• _WHAT NEEDS TO BE DONE_
In the reply, include exactly the lines of the entries below from the first to the line with "any later version.", that line included.

[Saved data entries]

※ ※ ※

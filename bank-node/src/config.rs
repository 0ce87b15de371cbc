// Copyright (C) Banking Engine Contributors
// SPDX-License-Identifier: GPL-3.0-or-later WITH Classpath-exception-2.0

// This program is free software: you can redistribute it and/or modify
// it under the terms of the GNU General Public License as published by
// the Free Software Foundation, either version 3 of the License, or
// (at your option) any later version.

// This program is distributed in the hope that it will be useful,
// but WITHOUT ANY WARRANTY; without even the implied warranty of
// MERCHANTABILITY or FITNESS FOR A PARTICULAR PURPOSE. See the
// GNU General Public License for more details.

// You should have received a copy of the GNU General Public License
// along with this program. If not, see <https://www.gnu.org/licenses/>.

//! The configuration surface enumerated in spec §6, built either from CLI
//! flags (see [`crate::cli::Cli`]) or directly by an embedder that links
//! `bank-node` as a library.

use bank_core::CurrencyCode;
use std::{collections::BTreeMap, path::PathBuf, time::Duration};

/// Everything the core needs to start: pool sizing, persistence root,
/// actor lifecycle, and the seed rates table.
#[derive(Clone, Debug)]
pub struct Config {
	/// Number of storage pool worker slots (`storage.workers`).
	pub storage_workers: usize,
	/// Root directory under which the `accounts/` and `exchange/` folders
	/// are created (`storage.base_folder`).
	pub storage_base_folder: PathBuf,
	/// How long an account actor may sit idle before it terminates
	/// (`actor.idle_timeout`).
	pub idle_timeout: Duration,
	/// How often the rates refresher snapshots the table to storage
	/// (`rates.refresh_interval`).
	pub rates_refresh_interval: Duration,
	/// The seed rates table, keyed by currency code against a pivot
	/// (`rates.seed_table`).
	pub rates_seed_table: BTreeMap<CurrencyCode, f64>,
	/// The currency new accounts default to when none is supplied
	/// (`account.default_currency`).
	pub default_currency: CurrencyCode,
	/// The floor new accounts default to in their default currency
	/// (`account.default_limit`).
	pub default_limit: i64,
}

/// Errors while assembling a [`Config`] from a rates file or CLI flags.
#[derive(Debug, thiserror::Error)]
pub enum ConfigError {
	#[error("failed to read rates file {0}: {1}")]
	ReadRatesFile(PathBuf, std::io::Error),
	#[error("failed to parse rates file {0}: {1}")]
	ParseRatesFile(PathBuf, toml::de::Error),
	#[error("invalid currency code in rates file: {0}")]
	InvalidCurrency(#[from] bank_core::InvalidCurrencyCode),
}

impl Default for Config {
	fn default() -> Self {
		Self {
			storage_workers: 3,
			storage_base_folder: PathBuf::from("./data"),
			idle_timeout: Duration::from_secs(240),
			rates_refresh_interval: Duration::from_secs(3600),
			rates_seed_table: default_rates_seed_table(),
			default_currency: CurrencyCode::BRL,
			default_limit: 0,
		}
	}
}

/// The built-in static table the rates component seeds from absent an
/// operator-supplied `--rates-file`, per spec §4.5 ("seeds from a static
/// table keyed by currency code").
pub fn default_rates_seed_table() -> BTreeMap<CurrencyCode, f64> {
	BTreeMap::from([(CurrencyCode::BRL, 5.45), (CurrencyCode::USD, 1.0)])
}

/// A rates file is a flat TOML table of `CODE = rate` pairs, e.g.:
///
/// ```toml
/// BRL = 5.45
/// USD = 1.0
/// ```
pub fn load_rates_file(path: &std::path::Path) -> Result<BTreeMap<CurrencyCode, f64>, ConfigError> {
	let raw = std::fs::read_to_string(path).map_err(|e| ConfigError::ReadRatesFile(path.to_path_buf(), e))?;
	let table: BTreeMap<String, f64> =
		toml::from_str(&raw).map_err(|e| ConfigError::ParseRatesFile(path.to_path_buf(), e))?;
	table.into_iter().map(|(code, rate)| Ok((CurrencyCode::new(&code)?, rate))).collect()
}

#[cfg(test)]
mod tests {
	use super::*;

	#[test]
	fn default_config_matches_the_source_systems_defaults() {
		let config = Config::default();
		assert_eq!(config.storage_workers, 3);
		assert_eq!(config.idle_timeout, Duration::from_secs(240));
		assert_eq!(config.rates_refresh_interval, Duration::from_secs(3600));
		assert_eq!(config.default_currency, CurrencyCode::BRL);
	}

	#[test]
	fn rates_file_parses_a_flat_currency_table() {
		let dir = tempfile::tempdir().unwrap();
		let path = dir.path().join("rates.toml");
		std::fs::write(&path, "BRL = 5.45\nUSD = 1.0\n").unwrap();
		let table = load_rates_file(&path).unwrap();
		assert_eq!(table.get(&CurrencyCode::BRL), Some(&5.45));
		assert_eq!(table.get(&CurrencyCode::USD), Some(&1.0));
	}
}
use argon2::{
    Argon2, PasswordHash, PasswordHasher, PasswordVerifier,
    password_hash::{SaltString, rand_core::OsRng},
};
use axum::{Extension, Json, extract::State, http::StatusCode, response::IntoResponse};
use jsonwebtoken::{EncodingKey, Header, encode};
use rand::Rng;
use tracing::{info, warn};
use uuid::Uuid;

use skillswap_types::api::{
    ChangeEmailRequest, Claims, ConfirmEmailChangeRequest, ForgotPasswordRequest, LoginRequest,
    LoginResponse, RegisterRequest, RegisterResponse, ResetPasswordRequest, VerifyEmailRequest,
};

use crate::error::{ApiError, ApiResult};
use crate::state::AppState;

const OTP_TTL_MINUTES: i64 = 10;
const SIGNUP_BONUS_CREDITS: i64 = 25;

pub async fn register(
    State(state): State<AppState>,
    Json(req): Json<RegisterRequest>,
) -> ApiResult<impl IntoResponse> {
    if req.username.len() < 3 || req.username.len() > 32 {
        return Err(ApiError::BadRequest(
            "username must be 3-32 characters".into(),
        ));
    }
    if !req.email.contains('@') {
        return Err(ApiError::BadRequest("invalid email address".into()));
    }
    if req.password.len() < 8 {
        return Err(ApiError::BadRequest(
            "password must be at least 8 characters".into(),
        ));
    }

    if state.db.get_user_by_username(&req.username)?.is_some() {
        return Err(ApiError::Conflict("username already taken".into()));
    }
    if state.db.get_user_by_email(&req.email)?.is_some() {
        return Err(ApiError::Conflict("email already registered".into()));
    }

    let password_hash = hash_password(&req.password)?;
    let user_id = Uuid::new_v4();

    state
        .db
        .create_user(&user_id.to_string(), &req.username, &req.email, &password_hash)?;

    issue_otp(&state, &user_id.to_string(), &req.email, "verify_email").await;

    info!("registered {} ({}), verification pending", req.username, user_id);

    Ok((
        StatusCode::CREATED,
        Json(RegisterResponse {
            user_id,
            verification_required: true,
        }),
    ))
}

pub async fn verify_email(
    State(state): State<AppState>,
    Json(req): Json<VerifyEmailRequest>,
) -> ApiResult<impl IntoResponse> {
    let user = state
        .db
        .get_user_by_email(&req.email)?
        .ok_or_else(|| ApiError::BadRequest("invalid verification code".into()))?;

    if !state.db.consume_otp(&user.id, &req.code, "verify_email")? {
        return Err(ApiError::BadRequest("invalid verification code".into()));
    }

    state.db.mark_verified(&user.id)?;

    // Sign-up bonus moves through the ledger like every other credit.
    state.db.adjust_credits(
        &Uuid::new_v4().to_string(),
        &user.id,
        SIGNUP_BONUS_CREDITS,
        "signup_bonus",
        None,
    )?;

    let user_id: Uuid = user
        .id
        .parse()
        .map_err(|e| ApiError::Internal(anyhow::anyhow!("corrupt user id: {e}")))?;
    let token = create_token(&state.jwt_secret, user_id, &user.username, &user.role)?;

    Ok(Json(LoginResponse {
        user_id,
        username: user.username,
        token,
    }))
}

pub async fn login(
    State(state): State<AppState>,
    Json(req): Json<LoginRequest>,
) -> ApiResult<impl IntoResponse> {
    let user = state
        .db
        .get_user_by_username(&req.username)?
        .ok_or(ApiError::Unauthorized)?;

    verify_password(&req.password, &user.password)?;

    if !user.verified {
        return Err(ApiError::Forbidden("email not verified".into()));
    }

    let user_id: Uuid = user
        .id
        .parse()
        .map_err(|e| ApiError::Internal(anyhow::anyhow!("corrupt user id: {e}")))?;
    let token = create_token(&state.jwt_secret, user_id, &user.username, &user.role)?;

    Ok(Json(LoginResponse {
        user_id,
        username: user.username,
        token,
    }))
}

pub async fn forgot_password(
    State(state): State<AppState>,
    Json(req): Json<ForgotPasswordRequest>,
) -> ApiResult<impl IntoResponse> {
    // Same response whether or not the address exists.
    if let Some(user) = state.db.get_user_by_email(&req.email)? {
        issue_otp(&state, &user.id, &req.email, "reset_password").await;
    } else {
        info!("password reset requested for unknown address");
    }
    Ok(StatusCode::OK)
}

pub async fn reset_password(
    State(state): State<AppState>,
    Json(req): Json<ResetPasswordRequest>,
) -> ApiResult<impl IntoResponse> {
    if req.new_password.len() < 8 {
        return Err(ApiError::BadRequest(
            "password must be at least 8 characters".into(),
        ));
    }

    let user = state
        .db
        .get_user_by_email(&req.email)?
        .ok_or_else(|| ApiError::BadRequest("invalid reset code".into()))?;

    if !state.db.consume_otp(&user.id, &req.code, "reset_password")? {
        return Err(ApiError::BadRequest("invalid reset code".into()));
    }

    let password_hash = hash_password(&req.new_password)?;
    state.db.set_password(&user.id, &password_hash)?;

    info!("password reset for {}", user.username);
    Ok(StatusCode::OK)
}

pub async fn change_email(
    State(state): State<AppState>,
    Extension(claims): Extension<Claims>,
    Json(req): Json<ChangeEmailRequest>,
) -> ApiResult<impl IntoResponse> {
    if !req.new_email.contains('@') {
        return Err(ApiError::BadRequest("invalid email address".into()));
    }
    if state.db.get_user_by_email(&req.new_email)?.is_some() {
        return Err(ApiError::Conflict("email already registered".into()));
    }

    let user_id = claims.sub.to_string();
    state.db.set_pending_email(&user_id, &req.new_email)?;

    // The code goes to the address being claimed, not the current one.
    issue_otp(&state, &user_id, &req.new_email, "change_email").await;

    Ok(StatusCode::OK)
}

pub async fn confirm_email_change(
    State(state): State<AppState>,
    Extension(claims): Extension<Claims>,
    Json(req): Json<ConfirmEmailChangeRequest>,
) -> ApiResult<impl IntoResponse> {
    let user_id = claims.sub.to_string();

    if !state.db.consume_otp(&user_id, &req.code, "change_email")? {
        return Err(ApiError::BadRequest("invalid confirmation code".into()));
    }

    if !state.db.apply_pending_email(&user_id)? {
        return Err(ApiError::Conflict("email change no longer applicable".into()));
    }

    Ok(StatusCode::OK)
}

/// Generate, store and email a fresh OTP. The email leg is best-effort;
/// a provider outage must not fail registration or reset.
async fn issue_otp(state: &AppState, user_id: &str, email: &str, purpose: &str) {
    let code = format!("{:06}", rand::rng().random_range(0..1_000_000u32));

    if let Err(e) = state.db.set_otp(user_id, &code, purpose, OTP_TTL_MINUTES) {
        warn!("failed to store OTP for {}: {}", user_id, e);
        return;
    }

    if let Err(e) = state.providers.mailer.send_otp(email, purpose, &code).await {
        warn!("failed to email OTP ({}) to {}: {}", purpose, email, e);
    }
}

fn hash_password(password: &str) -> ApiResult<String> {
    let salt = SaltString::generate(&mut OsRng);
    let hash = Argon2::default()
        .hash_password(password.as_bytes(), &salt)
        .map_err(|e| ApiError::Internal(anyhow::anyhow!("password hashing failed: {e}")))?
        .to_string();
    Ok(hash)
}

fn verify_password(password: &str, stored_hash: &str) -> ApiResult<()> {
    let parsed_hash = PasswordHash::new(stored_hash)
        .map_err(|e| ApiError::Internal(anyhow::anyhow!("corrupt password hash: {e}")))?;
    Argon2::default()
        .verify_password(password.as_bytes(), &parsed_hash)
        .map_err(|_| ApiError::Unauthorized)
}

pub fn create_token(secret: &str, user_id: Uuid, username: &str, role: &str) -> ApiResult<String> {
    let claims = Claims {
        sub: user_id,
        username: username.to_string(),
        role: role.to_string(),
        exp: (chrono::Utc::now() + chrono::Duration::days(30)).timestamp() as usize,
    };

    let token = encode(
        &Header::default(),
        &claims,
        &EncodingKey::from_secret(secret.as_bytes()),
    )
    .map_err(|e| ApiError::Internal(anyhow::anyhow!("token encoding failed: {e}")))?;

    Ok(token)
}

※ ※ ※

• _RESPONSE TO THIS EXERCISE_
filename bank-node/src/config.rs
repository 0ce87b15de371cbc
// Copyright (C) Banking Engine Contributors
// SPDX-License-Identifier: GPL-3.0-or-later WITH Classpath-exception-2.0

// This program is free software: you can redistribute it and/or modify
// it under the terms of the GNU General Public License as published by
// the Free Software Foundation, either version 3 of the License, or
// (at your option) any later version.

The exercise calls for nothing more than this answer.